● **Required action**
Your reply should be made up of every line in the records below that holds the string "possible".
-=-=-
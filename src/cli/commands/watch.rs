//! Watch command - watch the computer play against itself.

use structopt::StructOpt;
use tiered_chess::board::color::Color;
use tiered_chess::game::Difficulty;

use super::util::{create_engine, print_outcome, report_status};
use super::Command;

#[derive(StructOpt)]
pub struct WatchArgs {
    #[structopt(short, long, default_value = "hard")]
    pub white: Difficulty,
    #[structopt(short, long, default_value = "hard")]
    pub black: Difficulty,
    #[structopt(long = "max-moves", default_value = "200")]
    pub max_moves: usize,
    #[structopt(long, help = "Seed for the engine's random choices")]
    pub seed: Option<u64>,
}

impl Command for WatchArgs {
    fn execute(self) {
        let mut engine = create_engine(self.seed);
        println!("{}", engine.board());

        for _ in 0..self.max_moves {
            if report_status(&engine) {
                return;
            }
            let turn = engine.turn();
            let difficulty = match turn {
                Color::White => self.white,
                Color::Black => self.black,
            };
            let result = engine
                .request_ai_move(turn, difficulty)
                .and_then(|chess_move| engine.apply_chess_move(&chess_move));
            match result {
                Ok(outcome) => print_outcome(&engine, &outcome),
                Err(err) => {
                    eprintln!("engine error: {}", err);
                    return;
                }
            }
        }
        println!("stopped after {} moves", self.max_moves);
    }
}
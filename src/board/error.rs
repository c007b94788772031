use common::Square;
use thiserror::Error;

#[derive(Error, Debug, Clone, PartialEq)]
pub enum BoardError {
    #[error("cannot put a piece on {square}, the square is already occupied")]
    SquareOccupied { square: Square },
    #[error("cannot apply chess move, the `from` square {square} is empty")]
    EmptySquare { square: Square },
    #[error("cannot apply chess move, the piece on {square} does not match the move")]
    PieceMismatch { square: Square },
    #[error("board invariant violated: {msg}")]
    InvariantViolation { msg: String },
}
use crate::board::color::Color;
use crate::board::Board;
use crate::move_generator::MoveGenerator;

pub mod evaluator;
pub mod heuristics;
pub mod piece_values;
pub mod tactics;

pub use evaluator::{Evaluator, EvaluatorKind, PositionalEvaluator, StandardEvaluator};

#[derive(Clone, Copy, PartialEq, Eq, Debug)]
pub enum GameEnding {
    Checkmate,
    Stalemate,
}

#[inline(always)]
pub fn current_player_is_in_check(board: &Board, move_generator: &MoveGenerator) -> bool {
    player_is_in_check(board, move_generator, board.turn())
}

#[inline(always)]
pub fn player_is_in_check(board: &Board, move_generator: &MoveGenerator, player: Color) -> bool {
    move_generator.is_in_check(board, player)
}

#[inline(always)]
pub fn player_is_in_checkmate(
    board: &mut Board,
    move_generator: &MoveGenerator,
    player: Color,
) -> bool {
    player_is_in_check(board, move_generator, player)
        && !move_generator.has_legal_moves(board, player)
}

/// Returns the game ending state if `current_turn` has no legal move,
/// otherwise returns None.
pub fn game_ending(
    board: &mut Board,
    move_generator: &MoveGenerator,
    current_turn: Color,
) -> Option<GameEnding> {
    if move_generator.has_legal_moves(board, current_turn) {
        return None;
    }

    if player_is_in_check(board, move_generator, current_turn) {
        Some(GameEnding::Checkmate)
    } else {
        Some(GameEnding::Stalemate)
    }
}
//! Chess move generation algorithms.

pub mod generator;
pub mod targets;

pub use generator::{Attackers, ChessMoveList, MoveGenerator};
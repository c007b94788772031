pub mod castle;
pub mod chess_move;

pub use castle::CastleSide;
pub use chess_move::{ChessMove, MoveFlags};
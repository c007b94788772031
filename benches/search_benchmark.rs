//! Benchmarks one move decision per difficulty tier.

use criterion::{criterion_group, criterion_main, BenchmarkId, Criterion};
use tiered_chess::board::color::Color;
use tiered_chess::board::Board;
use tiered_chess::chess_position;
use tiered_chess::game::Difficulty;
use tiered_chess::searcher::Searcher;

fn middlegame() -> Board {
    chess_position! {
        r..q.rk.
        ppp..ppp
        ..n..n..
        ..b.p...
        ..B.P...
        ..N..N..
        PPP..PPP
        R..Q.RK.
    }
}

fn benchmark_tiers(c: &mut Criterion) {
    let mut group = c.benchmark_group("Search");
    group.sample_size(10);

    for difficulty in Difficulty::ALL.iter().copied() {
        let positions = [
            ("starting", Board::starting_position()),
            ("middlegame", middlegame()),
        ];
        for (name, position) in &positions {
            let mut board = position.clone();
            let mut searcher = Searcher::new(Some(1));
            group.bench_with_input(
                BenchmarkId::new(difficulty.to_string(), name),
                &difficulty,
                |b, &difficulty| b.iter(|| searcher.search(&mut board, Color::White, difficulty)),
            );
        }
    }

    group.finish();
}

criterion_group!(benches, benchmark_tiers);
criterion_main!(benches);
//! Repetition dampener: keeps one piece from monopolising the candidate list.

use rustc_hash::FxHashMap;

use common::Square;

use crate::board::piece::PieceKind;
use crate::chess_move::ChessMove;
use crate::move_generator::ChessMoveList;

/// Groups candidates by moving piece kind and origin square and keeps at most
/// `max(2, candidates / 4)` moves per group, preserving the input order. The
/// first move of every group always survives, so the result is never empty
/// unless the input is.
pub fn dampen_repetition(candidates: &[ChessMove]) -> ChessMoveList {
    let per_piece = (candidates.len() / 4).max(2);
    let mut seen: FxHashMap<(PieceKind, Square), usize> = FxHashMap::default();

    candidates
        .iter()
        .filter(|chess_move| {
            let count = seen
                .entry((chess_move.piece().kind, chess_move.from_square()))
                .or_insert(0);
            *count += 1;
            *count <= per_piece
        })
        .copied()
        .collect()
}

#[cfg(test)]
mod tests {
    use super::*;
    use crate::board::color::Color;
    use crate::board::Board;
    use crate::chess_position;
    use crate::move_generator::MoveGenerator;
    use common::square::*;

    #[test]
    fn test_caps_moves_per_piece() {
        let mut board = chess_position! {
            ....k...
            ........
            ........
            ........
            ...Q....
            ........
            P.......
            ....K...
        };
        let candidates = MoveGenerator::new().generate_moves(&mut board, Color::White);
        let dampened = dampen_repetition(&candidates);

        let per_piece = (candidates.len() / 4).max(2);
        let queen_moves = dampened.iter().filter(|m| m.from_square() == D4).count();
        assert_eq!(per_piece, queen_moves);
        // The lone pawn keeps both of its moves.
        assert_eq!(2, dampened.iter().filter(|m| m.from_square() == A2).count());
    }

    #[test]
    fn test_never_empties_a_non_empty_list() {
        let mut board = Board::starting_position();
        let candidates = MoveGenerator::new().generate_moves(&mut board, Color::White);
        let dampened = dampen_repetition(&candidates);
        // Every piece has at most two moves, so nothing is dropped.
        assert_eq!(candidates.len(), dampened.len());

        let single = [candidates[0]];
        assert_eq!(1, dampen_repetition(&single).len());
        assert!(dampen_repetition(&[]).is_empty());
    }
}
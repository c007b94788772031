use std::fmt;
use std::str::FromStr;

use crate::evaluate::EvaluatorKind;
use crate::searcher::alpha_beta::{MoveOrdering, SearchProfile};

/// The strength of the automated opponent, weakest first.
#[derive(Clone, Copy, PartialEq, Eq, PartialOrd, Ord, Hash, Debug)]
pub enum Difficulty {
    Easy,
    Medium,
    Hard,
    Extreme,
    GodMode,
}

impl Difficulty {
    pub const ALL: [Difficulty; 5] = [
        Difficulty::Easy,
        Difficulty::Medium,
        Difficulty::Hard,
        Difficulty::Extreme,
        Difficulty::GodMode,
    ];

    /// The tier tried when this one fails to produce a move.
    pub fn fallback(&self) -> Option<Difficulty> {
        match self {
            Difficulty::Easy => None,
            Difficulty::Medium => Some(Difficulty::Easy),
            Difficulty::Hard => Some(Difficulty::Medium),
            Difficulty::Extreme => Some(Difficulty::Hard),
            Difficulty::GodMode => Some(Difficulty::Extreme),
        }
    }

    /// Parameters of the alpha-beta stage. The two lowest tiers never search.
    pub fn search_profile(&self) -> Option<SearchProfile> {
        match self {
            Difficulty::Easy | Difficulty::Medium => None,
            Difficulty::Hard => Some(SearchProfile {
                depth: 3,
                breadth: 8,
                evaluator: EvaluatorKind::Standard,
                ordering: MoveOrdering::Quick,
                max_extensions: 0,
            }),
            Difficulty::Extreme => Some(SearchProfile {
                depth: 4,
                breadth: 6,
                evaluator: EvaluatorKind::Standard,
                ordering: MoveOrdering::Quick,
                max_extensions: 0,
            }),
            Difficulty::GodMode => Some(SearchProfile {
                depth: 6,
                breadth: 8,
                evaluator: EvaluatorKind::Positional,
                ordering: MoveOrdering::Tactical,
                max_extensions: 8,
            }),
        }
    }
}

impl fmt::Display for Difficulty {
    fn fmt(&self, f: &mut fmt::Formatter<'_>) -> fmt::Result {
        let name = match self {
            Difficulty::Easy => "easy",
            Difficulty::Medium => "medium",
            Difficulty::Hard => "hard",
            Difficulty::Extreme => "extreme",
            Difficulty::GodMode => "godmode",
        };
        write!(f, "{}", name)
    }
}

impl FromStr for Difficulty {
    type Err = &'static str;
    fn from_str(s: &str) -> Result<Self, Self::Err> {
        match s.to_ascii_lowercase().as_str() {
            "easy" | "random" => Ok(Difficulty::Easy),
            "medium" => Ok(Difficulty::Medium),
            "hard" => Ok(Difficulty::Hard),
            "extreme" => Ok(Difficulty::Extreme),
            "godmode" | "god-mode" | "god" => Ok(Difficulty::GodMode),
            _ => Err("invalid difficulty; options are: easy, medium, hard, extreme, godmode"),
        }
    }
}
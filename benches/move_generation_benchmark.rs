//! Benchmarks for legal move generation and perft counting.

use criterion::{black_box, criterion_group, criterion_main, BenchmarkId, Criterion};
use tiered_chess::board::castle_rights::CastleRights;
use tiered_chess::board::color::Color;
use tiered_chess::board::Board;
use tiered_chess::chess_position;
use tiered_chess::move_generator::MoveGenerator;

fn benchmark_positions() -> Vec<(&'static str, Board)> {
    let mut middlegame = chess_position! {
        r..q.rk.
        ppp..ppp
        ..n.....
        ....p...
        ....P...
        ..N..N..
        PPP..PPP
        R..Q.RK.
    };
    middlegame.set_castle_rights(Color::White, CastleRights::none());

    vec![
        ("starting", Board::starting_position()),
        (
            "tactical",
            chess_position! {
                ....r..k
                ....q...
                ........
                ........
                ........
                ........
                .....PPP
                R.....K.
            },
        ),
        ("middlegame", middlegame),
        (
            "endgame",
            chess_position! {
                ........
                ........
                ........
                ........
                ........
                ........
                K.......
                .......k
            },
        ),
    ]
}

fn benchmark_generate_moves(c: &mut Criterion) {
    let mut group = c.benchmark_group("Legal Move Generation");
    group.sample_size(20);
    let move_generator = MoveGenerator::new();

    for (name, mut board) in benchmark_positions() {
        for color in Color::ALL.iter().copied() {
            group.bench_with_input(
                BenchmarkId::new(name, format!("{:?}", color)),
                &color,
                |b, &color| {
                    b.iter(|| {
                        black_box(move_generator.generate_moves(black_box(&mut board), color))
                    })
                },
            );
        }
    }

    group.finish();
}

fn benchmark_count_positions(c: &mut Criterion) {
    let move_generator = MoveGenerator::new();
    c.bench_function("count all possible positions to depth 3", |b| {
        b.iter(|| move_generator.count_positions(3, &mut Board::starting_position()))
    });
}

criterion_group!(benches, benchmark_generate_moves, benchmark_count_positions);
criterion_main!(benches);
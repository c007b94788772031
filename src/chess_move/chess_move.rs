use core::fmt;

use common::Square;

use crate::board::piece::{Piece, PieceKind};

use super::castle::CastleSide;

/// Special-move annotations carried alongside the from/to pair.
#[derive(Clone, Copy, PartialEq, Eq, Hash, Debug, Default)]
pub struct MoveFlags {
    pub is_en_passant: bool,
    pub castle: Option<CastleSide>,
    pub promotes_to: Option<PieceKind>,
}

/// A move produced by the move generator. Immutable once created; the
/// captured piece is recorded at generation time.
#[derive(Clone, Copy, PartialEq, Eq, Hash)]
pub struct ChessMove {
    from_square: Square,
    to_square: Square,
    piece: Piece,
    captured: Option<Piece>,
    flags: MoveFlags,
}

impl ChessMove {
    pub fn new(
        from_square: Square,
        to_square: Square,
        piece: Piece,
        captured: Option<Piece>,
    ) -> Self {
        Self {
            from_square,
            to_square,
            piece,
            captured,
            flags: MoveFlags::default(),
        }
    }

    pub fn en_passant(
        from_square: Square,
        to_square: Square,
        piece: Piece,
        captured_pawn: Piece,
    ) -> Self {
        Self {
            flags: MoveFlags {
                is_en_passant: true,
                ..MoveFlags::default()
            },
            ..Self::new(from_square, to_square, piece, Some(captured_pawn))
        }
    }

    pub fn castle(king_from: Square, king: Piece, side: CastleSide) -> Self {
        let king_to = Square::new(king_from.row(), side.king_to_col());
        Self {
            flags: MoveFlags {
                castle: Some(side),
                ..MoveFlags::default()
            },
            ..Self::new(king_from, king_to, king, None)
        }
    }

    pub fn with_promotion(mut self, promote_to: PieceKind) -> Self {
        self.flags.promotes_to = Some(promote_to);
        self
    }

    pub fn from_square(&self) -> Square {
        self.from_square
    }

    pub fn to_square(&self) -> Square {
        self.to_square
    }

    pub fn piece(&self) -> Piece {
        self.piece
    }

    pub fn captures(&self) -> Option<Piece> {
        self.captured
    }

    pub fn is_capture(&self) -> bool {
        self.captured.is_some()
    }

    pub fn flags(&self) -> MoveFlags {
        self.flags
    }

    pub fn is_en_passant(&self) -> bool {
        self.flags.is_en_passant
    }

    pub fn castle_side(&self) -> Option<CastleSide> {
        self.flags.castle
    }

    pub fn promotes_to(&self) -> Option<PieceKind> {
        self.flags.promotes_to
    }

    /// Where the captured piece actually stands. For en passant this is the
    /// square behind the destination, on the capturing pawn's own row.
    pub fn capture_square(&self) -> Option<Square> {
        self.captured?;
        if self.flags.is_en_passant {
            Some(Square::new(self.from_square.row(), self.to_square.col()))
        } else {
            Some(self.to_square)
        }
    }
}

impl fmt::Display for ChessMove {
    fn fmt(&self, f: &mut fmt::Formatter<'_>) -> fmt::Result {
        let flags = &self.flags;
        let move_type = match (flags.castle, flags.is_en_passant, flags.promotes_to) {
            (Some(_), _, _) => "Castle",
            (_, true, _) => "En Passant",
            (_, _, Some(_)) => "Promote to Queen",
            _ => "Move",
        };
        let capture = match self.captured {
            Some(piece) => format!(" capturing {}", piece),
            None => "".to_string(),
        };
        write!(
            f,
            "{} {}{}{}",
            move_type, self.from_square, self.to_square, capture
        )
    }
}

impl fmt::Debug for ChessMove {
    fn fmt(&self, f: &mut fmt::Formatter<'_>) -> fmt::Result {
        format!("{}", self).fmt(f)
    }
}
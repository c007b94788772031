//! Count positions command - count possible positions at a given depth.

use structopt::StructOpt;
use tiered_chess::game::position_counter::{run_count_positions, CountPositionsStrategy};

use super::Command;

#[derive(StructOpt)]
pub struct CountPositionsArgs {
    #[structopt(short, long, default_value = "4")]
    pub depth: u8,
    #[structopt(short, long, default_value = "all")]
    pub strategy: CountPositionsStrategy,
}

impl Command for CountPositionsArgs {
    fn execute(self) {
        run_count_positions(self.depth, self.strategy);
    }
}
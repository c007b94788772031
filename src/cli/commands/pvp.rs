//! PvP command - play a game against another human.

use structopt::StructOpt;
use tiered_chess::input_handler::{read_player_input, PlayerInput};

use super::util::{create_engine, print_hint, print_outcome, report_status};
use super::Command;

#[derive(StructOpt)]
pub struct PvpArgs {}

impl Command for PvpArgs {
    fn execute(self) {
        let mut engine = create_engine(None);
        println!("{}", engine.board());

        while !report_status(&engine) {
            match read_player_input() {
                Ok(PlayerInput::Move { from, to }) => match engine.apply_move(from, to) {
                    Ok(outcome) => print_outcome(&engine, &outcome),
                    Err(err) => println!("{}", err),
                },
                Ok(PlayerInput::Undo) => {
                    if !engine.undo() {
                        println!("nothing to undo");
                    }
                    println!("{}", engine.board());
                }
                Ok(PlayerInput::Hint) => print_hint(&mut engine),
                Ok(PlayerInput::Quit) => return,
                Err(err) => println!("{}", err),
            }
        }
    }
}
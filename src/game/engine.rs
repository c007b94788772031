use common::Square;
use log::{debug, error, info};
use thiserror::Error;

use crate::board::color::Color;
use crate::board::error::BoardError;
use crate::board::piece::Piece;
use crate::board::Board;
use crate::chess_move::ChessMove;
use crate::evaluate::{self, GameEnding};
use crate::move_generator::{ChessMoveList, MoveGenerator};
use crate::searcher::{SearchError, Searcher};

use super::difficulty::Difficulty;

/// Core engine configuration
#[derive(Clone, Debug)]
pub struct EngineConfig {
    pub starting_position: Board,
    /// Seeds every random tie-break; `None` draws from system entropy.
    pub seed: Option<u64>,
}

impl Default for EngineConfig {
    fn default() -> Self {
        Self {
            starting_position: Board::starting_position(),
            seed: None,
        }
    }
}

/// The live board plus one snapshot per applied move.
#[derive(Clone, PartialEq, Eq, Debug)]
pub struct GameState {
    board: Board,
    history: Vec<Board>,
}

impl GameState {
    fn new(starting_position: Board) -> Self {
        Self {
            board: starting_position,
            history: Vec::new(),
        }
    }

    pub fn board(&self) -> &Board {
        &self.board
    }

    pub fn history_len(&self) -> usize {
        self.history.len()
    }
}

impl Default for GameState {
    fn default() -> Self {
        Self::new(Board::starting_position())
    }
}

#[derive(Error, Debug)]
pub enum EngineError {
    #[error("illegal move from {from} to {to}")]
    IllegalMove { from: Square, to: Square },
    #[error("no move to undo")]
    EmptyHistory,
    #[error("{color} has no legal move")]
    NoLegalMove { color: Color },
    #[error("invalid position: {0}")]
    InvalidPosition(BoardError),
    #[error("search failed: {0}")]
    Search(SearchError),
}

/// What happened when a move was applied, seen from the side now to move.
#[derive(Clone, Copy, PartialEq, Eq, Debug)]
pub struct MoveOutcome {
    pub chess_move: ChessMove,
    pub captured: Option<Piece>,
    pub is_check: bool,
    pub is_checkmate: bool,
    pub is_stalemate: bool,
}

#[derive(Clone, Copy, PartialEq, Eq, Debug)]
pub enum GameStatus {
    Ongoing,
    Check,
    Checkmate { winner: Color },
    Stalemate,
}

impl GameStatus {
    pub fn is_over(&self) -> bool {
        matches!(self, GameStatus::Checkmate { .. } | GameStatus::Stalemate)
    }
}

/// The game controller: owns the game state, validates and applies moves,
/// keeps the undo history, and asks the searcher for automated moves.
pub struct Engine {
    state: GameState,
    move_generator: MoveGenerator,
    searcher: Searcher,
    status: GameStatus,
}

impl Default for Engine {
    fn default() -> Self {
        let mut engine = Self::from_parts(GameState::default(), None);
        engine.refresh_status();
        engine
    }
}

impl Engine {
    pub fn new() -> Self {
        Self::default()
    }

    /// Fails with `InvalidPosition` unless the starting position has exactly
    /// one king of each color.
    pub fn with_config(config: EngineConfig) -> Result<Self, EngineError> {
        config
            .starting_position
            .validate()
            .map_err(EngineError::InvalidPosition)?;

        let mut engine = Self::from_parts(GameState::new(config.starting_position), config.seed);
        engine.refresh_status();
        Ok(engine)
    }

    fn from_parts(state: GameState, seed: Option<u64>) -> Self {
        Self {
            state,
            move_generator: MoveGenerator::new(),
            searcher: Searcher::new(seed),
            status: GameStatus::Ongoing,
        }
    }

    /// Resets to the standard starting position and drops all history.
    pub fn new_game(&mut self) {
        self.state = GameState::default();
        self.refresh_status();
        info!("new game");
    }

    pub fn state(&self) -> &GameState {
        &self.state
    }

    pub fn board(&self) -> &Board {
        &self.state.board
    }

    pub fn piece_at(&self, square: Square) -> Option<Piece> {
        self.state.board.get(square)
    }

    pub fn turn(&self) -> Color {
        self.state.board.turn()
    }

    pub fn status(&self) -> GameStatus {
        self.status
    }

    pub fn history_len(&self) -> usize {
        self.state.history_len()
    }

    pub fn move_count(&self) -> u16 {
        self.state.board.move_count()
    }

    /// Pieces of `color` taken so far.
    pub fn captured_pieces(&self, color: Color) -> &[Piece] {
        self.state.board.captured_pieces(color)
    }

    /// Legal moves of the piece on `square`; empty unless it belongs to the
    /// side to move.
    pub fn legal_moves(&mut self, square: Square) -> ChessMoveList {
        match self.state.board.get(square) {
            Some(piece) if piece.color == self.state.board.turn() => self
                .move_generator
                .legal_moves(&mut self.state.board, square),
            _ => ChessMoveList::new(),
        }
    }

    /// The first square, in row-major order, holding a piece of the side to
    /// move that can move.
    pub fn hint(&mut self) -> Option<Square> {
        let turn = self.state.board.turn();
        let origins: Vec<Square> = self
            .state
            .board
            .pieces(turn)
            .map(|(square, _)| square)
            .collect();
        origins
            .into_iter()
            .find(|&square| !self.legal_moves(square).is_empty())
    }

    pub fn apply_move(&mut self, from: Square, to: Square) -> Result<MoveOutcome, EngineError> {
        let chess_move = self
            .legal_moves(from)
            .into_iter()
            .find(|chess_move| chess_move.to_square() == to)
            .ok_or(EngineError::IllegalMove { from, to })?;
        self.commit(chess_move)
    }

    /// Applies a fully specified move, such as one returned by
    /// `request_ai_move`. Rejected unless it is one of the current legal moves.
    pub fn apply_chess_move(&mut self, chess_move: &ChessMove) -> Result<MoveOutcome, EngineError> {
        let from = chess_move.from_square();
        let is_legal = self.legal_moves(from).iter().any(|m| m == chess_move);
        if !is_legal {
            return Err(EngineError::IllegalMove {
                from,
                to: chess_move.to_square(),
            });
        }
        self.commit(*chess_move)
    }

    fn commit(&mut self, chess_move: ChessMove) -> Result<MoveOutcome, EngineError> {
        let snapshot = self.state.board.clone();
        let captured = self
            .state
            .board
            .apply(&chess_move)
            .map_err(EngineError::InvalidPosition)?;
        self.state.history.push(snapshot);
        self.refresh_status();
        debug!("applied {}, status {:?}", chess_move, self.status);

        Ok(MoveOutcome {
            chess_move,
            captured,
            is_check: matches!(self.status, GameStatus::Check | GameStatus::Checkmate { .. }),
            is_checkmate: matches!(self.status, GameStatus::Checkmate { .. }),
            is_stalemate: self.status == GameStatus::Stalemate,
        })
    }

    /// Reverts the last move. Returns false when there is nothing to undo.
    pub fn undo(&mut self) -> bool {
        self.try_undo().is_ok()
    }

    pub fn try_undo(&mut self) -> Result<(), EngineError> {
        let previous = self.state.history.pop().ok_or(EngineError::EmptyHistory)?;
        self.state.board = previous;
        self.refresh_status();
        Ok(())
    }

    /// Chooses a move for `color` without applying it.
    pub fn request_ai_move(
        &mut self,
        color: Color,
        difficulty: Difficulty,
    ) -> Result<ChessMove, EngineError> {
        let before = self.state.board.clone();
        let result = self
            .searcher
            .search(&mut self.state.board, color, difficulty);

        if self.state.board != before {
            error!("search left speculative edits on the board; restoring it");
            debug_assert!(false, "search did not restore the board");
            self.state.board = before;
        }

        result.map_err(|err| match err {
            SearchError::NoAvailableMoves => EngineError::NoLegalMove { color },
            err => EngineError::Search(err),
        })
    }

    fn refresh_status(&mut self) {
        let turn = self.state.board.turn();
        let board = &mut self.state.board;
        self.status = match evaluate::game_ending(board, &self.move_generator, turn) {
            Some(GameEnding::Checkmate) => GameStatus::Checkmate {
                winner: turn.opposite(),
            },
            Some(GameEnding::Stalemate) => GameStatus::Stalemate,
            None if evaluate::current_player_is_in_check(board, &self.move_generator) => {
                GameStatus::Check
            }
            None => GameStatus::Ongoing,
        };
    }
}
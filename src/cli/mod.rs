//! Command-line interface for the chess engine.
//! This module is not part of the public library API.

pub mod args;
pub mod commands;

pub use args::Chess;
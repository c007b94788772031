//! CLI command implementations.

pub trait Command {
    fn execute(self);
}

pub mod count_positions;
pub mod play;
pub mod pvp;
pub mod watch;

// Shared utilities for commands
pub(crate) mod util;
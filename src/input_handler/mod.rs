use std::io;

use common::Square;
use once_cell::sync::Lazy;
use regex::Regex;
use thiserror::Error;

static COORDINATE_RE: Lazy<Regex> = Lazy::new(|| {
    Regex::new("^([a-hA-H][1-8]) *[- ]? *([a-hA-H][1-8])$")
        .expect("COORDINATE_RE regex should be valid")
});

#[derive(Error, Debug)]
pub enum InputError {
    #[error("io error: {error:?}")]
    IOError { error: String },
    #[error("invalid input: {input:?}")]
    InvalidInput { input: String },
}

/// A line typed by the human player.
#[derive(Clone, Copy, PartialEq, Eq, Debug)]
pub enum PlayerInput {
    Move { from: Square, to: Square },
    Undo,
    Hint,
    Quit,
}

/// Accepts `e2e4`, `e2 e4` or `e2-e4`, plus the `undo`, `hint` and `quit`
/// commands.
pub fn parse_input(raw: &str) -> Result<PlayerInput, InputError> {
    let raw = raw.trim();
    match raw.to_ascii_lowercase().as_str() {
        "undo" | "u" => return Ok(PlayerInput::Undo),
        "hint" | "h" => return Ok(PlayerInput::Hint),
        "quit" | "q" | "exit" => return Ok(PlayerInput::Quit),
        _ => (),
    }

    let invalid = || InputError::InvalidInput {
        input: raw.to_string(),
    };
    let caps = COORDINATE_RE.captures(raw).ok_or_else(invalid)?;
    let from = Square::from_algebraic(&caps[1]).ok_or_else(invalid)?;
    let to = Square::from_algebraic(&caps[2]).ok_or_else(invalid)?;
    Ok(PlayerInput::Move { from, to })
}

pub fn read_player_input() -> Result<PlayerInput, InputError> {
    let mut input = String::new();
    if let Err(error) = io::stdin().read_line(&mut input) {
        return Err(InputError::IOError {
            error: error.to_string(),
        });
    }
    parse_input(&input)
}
-=-=-
● **Response to the task**
    c.bench_function("count all possible positions to depth 3", |b| {
//! Count positions command - count possible positions at a given depth.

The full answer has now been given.